EXERCISE DIRECTIONS: Your answer should consist of the lines in the following data that contain "north".

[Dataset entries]
╭──

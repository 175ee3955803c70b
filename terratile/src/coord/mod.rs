//! Tile identity module
//!
//! Provides the unwrapped and canonical tile identities, neighbour lookup in
//! eight directions, and the Web Mercator footprint used to place a tile's
//! mesh.

mod types;


pub use types::{
    tiles_per_axis, CanonicalTileId, CoordError, Direction, MercatorPoint, TileBounds, TileId,
    MAX_ZOOM, ORIGIN_SHIFT,
};

use std::f64::consts::PI;

/// Computes the Web Mercator footprint of a tile.
///
/// Unwrapped columns outside `0..2^z` produce bounds on the neighbouring world
/// copy, which keeps adjacent cells contiguous across the antimeridian.
#[inline]
pub fn tile_bounds(id: &TileId) -> TileBounds {
    let size = tile_size_meters(id.z);
    let west = id.x as f64 * size - ORIGIN_SHIFT;
    let north = ORIGIN_SHIFT - id.y as f64 * size;

    TileBounds {
        min: MercatorPoint { x: west, y: north },
        max: MercatorPoint {
            x: west + size,
            y: north - size,
        },
    }
}

/// Edge length of a tile at the given zoom, in metres.
#[inline]
pub fn tile_size_meters(z: u8) -> f64 {
    2.0 * ORIGIN_SHIFT / tiles_per_axis(z) as f64
}

/// Latitude of the tile's center in degrees.
#[inline]
pub fn tile_center_latitude(id: &TileId) -> f64 {
    let n = tiles_per_axis(id.z) as f64;
    let y = (id.y as f64 + 0.5) / n;
    (PI * (1.0 - 2.0 * y)).sinh().atan().to_degrees()
}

╰──

RESULT OF THE TASK:
    let north = ORIGIN_SHIFT - id.y as f64 * size;
        min: MercatorPoint { x: west, y: north },
            y: north - size,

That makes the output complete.